TASK - Write out the full listing exactly.

EXCERPTED DATA -
——————————

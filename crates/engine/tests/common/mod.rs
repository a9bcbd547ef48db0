//! Shared fixtures: a recording GitHub fake and local git repositories with
//! an observable bare `origin`.

// Each integration binary uses a different slice of these fixtures.
#![allow(dead_code)]

use std::path::Path;
use std::sync::atomic::{AtomicU64, Ordering};
use std::sync::Mutex;

use async_trait::async_trait;
use git2::{Repository, Signature};
use provider::github::GitRef;
use provider::{
    BranchProtection, BranchProtectionUpdate, GitCredentials, GitHub, Provider, ProviderError,
    PullRequest, User,
};

/// Arguments of one recorded `create_pull_request` call.
#[derive(Debug, Clone)]
pub struct CreatedPr {
    pub title: String,
    pub body: String,
    pub head: String,
    pub base: String,
}

/// GitHub fake that records every mutating call.
#[derive(Default)]
pub struct RecordingGitHub {
    pub open_prs: Mutex<Vec<PullRequest>>,
    pub created: Mutex<Vec<CreatedPr>>,
    pub closed: Mutex<Vec<u64>>,
    pub protection: Mutex<Option<BranchProtection>>,
    pub protection_updates: Mutex<Vec<(String, BranchProtectionUpdate)>>,
    next_number: AtomicU64,
}

impl RecordingGitHub {
    pub fn new() -> Self {
        Self {
            next_number: AtomicU64::new(1),
            ..Default::default()
        }
    }

    pub fn seed_open_pr(&self, number: u64, head: &str, body: &str) {
        self.open_prs.lock().unwrap().push(PullRequest {
            number,
            title: format!("seeded #{number}"),
            body: Some(body.to_string()),
            state: "open".to_string(),
            head: GitRef {
                ref_name: head.to_string(),
                sha: None,
            },
            base: GitRef {
                ref_name: "main".to_string(),
                sha: None,
            },
            html_url: None,
        });
    }
}

impl Provider for RecordingGitHub {
    fn name(&self) -> &str {
        "github"
    }

    fn as_github(&self) -> Option<&dyn GitHub> {
        Some(self)
    }
}

#[async_trait]
impl GitHub for RecordingGitHub {
    fn api_url(&self) -> &str {
        "https://api.github.invalid"
    }

    fn git_credentials(&self) -> GitCredentials {
        GitCredentials {
            username: "x-access-token".to_string(),
            password: "unused-for-local-remotes".to_string(),
        }
    }

    async fn authenticated_user(&self) -> Result<User, ProviderError> {
        Ok(User {
            login: "warden[bot]".to_string(),
            name: None,
            email: None,
        })
    }

    async fn list_open_pull_requests(
        &self,
        _owner: &str,
        _repo: &str,
    ) -> Result<Vec<PullRequest>, ProviderError> {
        Ok(self.open_prs.lock().unwrap().clone())
    }

    async fn list_pull_requests_by_head(
        &self,
        _owner: &str,
        _repo: &str,
        branch: &str,
    ) -> Result<Vec<PullRequest>, ProviderError> {
        Ok(self
            .open_prs
            .lock()
            .unwrap()
            .iter()
            .filter(|pr| pr.head.ref_name == branch)
            .cloned()
            .collect())
    }

    async fn create_pull_request(
        &self,
        _owner: &str,
        _repo: &str,
        title: &str,
        body: &str,
        head: &str,
        base: &str,
    ) -> Result<PullRequest, ProviderError> {
        let number = self.next_number.fetch_add(1, Ordering::SeqCst);
        self.created.lock().unwrap().push(CreatedPr {
            title: title.to_string(),
            body: body.to_string(),
            head: head.to_string(),
            base: base.to_string(),
        });
        let pr = PullRequest {
            number,
            title: title.to_string(),
            body: Some(body.to_string()),
            state: "open".to_string(),
            head: GitRef {
                ref_name: head.to_string(),
                sha: None,
            },
            base: GitRef {
                ref_name: base.to_string(),
                sha: None,
            },
            html_url: None,
        };
        self.open_prs.lock().unwrap().push(pr.clone());
        Ok(pr)
    }

    async fn close_pull_request(
        &self,
        _owner: &str,
        _repo: &str,
        number: u64,
    ) -> Result<(), ProviderError> {
        let mut open = self.open_prs.lock().unwrap();
        let before = open.len();
        open.retain(|pr| pr.number != number);
        if open.len() == before && !self.closed.lock().unwrap().contains(&number) {
            return Err(ProviderError::NotFound(format!("pull {number}")));
        }
        self.closed.lock().unwrap().push(number);
        Ok(())
    }

    async fn branch_protection(
        &self,
        _owner: &str,
        _repo: &str,
        _branch: &str,
    ) -> Result<Option<BranchProtection>, ProviderError> {
        Ok(self.protection.lock().unwrap().clone())
    }

    async fn update_branch_protection(
        &self,
        _owner: &str,
        _repo: &str,
        branch: &str,
        update: &BranchProtectionUpdate,
    ) -> Result<(), ProviderError> {
        self.protection_updates
            .lock()
            .unwrap()
            .push((branch.to_string(), update.clone()));
        Ok(())
    }

    async fn resolve_action_ref(
        &self,
        _owner: &str,
        _repo: &str,
        git_ref: &str,
    ) -> Result<String, ProviderError> {
        Err(ProviderError::NotFound(git_ref.to_string()))
    }

    async fn create_security_advisory(
        &self,
        _owner: &str,
        _repo: &str,
        _summary: &str,
        _description: &str,
    ) -> Result<String, ProviderError> {
        Ok("GHSA-test-0001".to_string())
    }

    async fn close_security_advisory(
        &self,
        _owner: &str,
        _repo: &str,
        ghsa_id: &str,
    ) -> Result<(), ProviderError> {
        if ghsa_id == "GHSA-gone" {
            return Err(ProviderError::NotFound(ghsa_id.to_string()));
        }
        Ok(())
    }

    async fn create_issue_comment(
        &self,
        _owner: &str,
        _repo: &str,
        _number: u64,
        _body: &str,
    ) -> Result<u64, ProviderError> {
        Ok(9001)
    }

    async fn delete_issue_comment(
        &self,
        _owner: &str,
        _repo: &str,
        _comment_id: u64,
    ) -> Result<(), ProviderError> {
        Ok(())
    }

    async fn create_review(
        &self,
        _owner: &str,
        _repo: &str,
        _number: u64,
        _body: &str,
    ) -> Result<u64, ProviderError> {
        Ok(7001)
    }

    async fn dismiss_review(
        &self,
        _owner: &str,
        _repo: &str,
        _number: u64,
        _review_id: u64,
        _message: &str,
    ) -> Result<(), ProviderError> {
        Ok(())
    }
}

/// Working tree with one commit on `main` and a local bare `origin`.
pub fn init_repos() -> (tempfile::TempDir, tempfile::TempDir) {
    let work = tempfile::tempdir().unwrap();
    let bare = tempfile::tempdir().unwrap();
    Repository::init_bare(bare.path()).unwrap();

    let repo = Repository::init(work.path()).unwrap();
    repo.set_head("refs/heads/main").unwrap();
    std::fs::write(work.path().join("README.md"), "# fixture\n").unwrap();
    let mut index = repo.index().unwrap();
    index.add_path(Path::new("README.md")).unwrap();
    index.write().unwrap();
    let tree = repo.find_tree(index.write_tree().unwrap()).unwrap();
    let sig = Signature::now("fixture", "fixture@example.com").unwrap();
    repo.commit(Some("HEAD"), &sig, &sig, "initial", &tree, &[])
        .unwrap();
    repo.remote("origin", bare.path().to_str().unwrap()).unwrap();

    (work, bare)
}

/// Whether `refs/heads/<branch>` exists in the bare remote.
pub fn remote_has_branch(bare: &Path, branch: &str) -> bool {
    let repo = Repository::open_bare(bare).unwrap();
    let found = repo.find_reference(&format!("refs/heads/{branch}")).is_ok();
    found
}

——————————

OUTPUT FOR THIS EXERCISE -
filename crates/engine/tests/common/mod.rs
repository a9bcbd547ef48db0
//! Shared fixtures: a recording GitHub fake and local git repositories with
//! an observable bare `origin`.

// Each integration binary uses a different slice of these fixtures.
#![allow(dead_code)]

use std::path::Path;
use std::sync::atomic::{AtomicU64, Ordering};
use std::sync::Mutex;

use async_trait::async_trait;
use git2::{Repository, Signature};
use provider::github::GitRef;
use provider::{
    BranchProtection, BranchProtectionUpdate, GitCredentials, GitHub, Provider, ProviderError,
    PullRequest, User,
};

/// Arguments of one recorded `create_pull_request` call.
#[derive(Debug, Clone)]
pub struct CreatedPr {
    pub title: String,
    pub body: String,
    pub head: String,
    pub base: String,
}

/// GitHub fake that records every mutating call.
#[derive(Default)]
pub struct RecordingGitHub {
    pub open_prs: Mutex<Vec<PullRequest>>,
    pub created: Mutex<Vec<CreatedPr>>,
    pub closed: Mutex<Vec<u64>>,
    pub protection: Mutex<Option<BranchProtection>>,
    pub protection_updates: Mutex<Vec<(String, BranchProtectionUpdate)>>,
    next_number: AtomicU64,
}

impl RecordingGitHub {
    pub fn new() -> Self {
        Self {
            next_number: AtomicU64::new(1),
            ..Default::default()
        }
    }

    pub fn seed_open_pr(&self, number: u64, head: &str, body: &str) {
        self.open_prs.lock().unwrap().push(PullRequest {
            number,
            title: format!("seeded #{number}"),
            body: Some(body.to_string()),
            state: "open".to_string(),
            head: GitRef {
                ref_name: head.to_string(),
                sha: None,
            },
            base: GitRef {
                ref_name: "main".to_string(),
                sha: None,
            },
            html_url: None,
        });
    }
}

impl Provider for RecordingGitHub {
    fn name(&self) -> &str {
        "github"
    }

    fn as_github(&self) -> Option<&dyn GitHub> {
        Some(self)
    }
}

#[async_trait]
impl GitHub for RecordingGitHub {
    fn api_url(&self) -> &str {
        "https://api.github.invalid"
    }

    fn git_credentials(&self) -> GitCredentials {
        GitCredentials {
            username: "x-access-token".to_string(),
            password: "unused-for-local-remotes".to_string(),
        }
    }

    async fn authenticated_user(&self) -> Result<User, ProviderError> {
        Ok(User {
            login: "warden[bot]".to_string(),
            name: None,
            email: None,
        })
    }

    async fn list_open_pull_requests(
        &self,
        _owner: &str,
        _repo: &str,
    ) -> Result<Vec<PullRequest>, ProviderError> {
        Ok(self.open_prs.lock().unwrap().clone())
    }

    async fn list_pull_requests_by_head(
        &self,
        _owner: &str,
        _repo: &str,
        branch: &str,
    ) -> Result<Vec<PullRequest>, ProviderError> {
        Ok(self
            .open_prs
            .lock()
            .unwrap()
            .iter()
            .filter(|pr| pr.head.ref_name == branch)
            .cloned()
            .collect())
    }

    async fn create_pull_request(
        &self,
        _owner: &str,
        _repo: &str,
        title: &str,
        body: &str,
        head: &str,
        base: &str,
    ) -> Result<PullRequest, ProviderError> {
        let number = self.next_number.fetch_add(1, Ordering::SeqCst);
        self.created.lock().unwrap().push(CreatedPr {
            title: title.to_string(),
            body: body.to_string(),
            head: head.to_string(),
            base: base.to_string(),
        });
        let pr = PullRequest {
            number,
            title: title.to_string(),
            body: Some(body.to_string()),
            state: "open".to_string(),
            head: GitRef {
                ref_name: head.to_string(),
                sha: None,
            },
            base: GitRef {
                ref_name: base.to_string(),
                sha: None,
            },
            html_url: None,
        };
        self.open_prs.lock().unwrap().push(pr.clone());
        Ok(pr)
    }

    async fn close_pull_request(
        &self,
        _owner: &str,
        _repo: &str,
        number: u64,
    ) -> Result<(), ProviderError> {
        let mut open = self.open_prs.lock().unwrap();
        let before = open.len();
        open.retain(|pr| pr.number != number);
        if open.len() == before && !self.closed.lock().unwrap().contains(&number) {
            return Err(ProviderError::NotFound(format!("pull {number}")));
        }
        self.closed.lock().unwrap().push(number);
        Ok(())
    }

    async fn branch_protection(
        &self,
        _owner: &str,
        _repo: &str,
        _branch: &str,
    ) -> Result<Option<BranchProtection>, ProviderError> {
        Ok(self.protection.lock().unwrap().clone())
    }

    async fn update_branch_protection(
        &self,
        _owner: &str,
        _repo: &str,
        branch: &str,
        update: &BranchProtectionUpdate,
    ) -> Result<(), ProviderError> {
        self.protection_updates
            .lock()
            .unwrap()
            .push((branch.to_string(), update.clone()));
        Ok(())
    }

    async fn resolve_action_ref(
        &self,
        _owner: &str,
        _repo: &str,
        git_ref: &str,
    ) -> Result<String, ProviderError> {
        Err(ProviderError::NotFound(git_ref.to_string()))
    }

    async fn create_security_advisory(
        &self,
        _owner: &str,
        _repo: &str,
        _summary: &str,
        _description: &str,
    ) -> Result<String, ProviderError> {
        Ok("GHSA-test-0001".to_string())
    }

    async fn close_security_advisory(
        &self,
        _owner: &str,
        _repo: &str,
        ghsa_id: &str,
    ) -> Result<(), ProviderError> {
        if ghsa_id == "GHSA-gone" {
            return Err(ProviderError::NotFound(ghsa_id.to_string()));
        }
        Ok(())
    }

    async fn create_issue_comment(
        &self,
        _owner: &str,
        _repo: &str,
        _number: u64,
        _body: &str,
    ) -> Result<u64, ProviderError> {
        Ok(9001)
    }

    async fn delete_issue_comment(
        &self,
        _owner: &str,
        _repo: &str,
        _comment_id: u64,
    ) -> Result<(), ProviderError> {
        Ok(())
    }

    async fn create_review(
        &self,
        _owner: &str,
        _repo: &str,
        _number: u64,
        _body: &str,
    ) -> Result<u64, ProviderError> {
        Ok(7001)
    }

    async fn dismiss_review(
        &self,
        _owner: &str,
        _repo: &str,
        _number: u64,
        _review_id: u64,
        _message: &str,
    ) -> Result<(), ProviderError> {
        Ok(())
    }
}

/// Working tree with one commit on `main` and a local bare `origin`.
pub fn init_repos() -> (tempfile::TempDir, tempfile::TempDir) {
    let work = tempfile::tempdir().unwrap();
    let bare = tempfile::tempdir().unwrap();
    Repository::init_bare(bare.path()).unwrap();

    let repo = Repository::init(work.path()).unwrap();
    repo.set_head("refs/heads/main").unwrap();
    std::fs::write(work.path().join("README.md"), "# fixture\n").unwrap();
    let mut index = repo.index().unwrap();
    index.add_path(Path::new("README.md")).unwrap();
    index.write().unwrap();
    let tree = repo.find_tree(index.write_tree().unwrap()).unwrap();
    let sig = Signature::now("fixture", "fixture@example.com").unwrap();
    repo.commit(Some("HEAD"), &sig, &sig, "initial", &tree, &[])
        .unwrap();
    repo.remote("origin", bare.path().to_str().unwrap()).unwrap();

    (work, bare)
}

/// Whether `refs/heads/<branch>` exists in the bare remote.
pub fn remote_has_branch(bare: &Path, branch: &str) -> bool {
    let repo = Repository::open_bare(bare).unwrap();
    let found = repo.find_reference(&format!("refs/heads/{branch}")).is_ok();
    found
}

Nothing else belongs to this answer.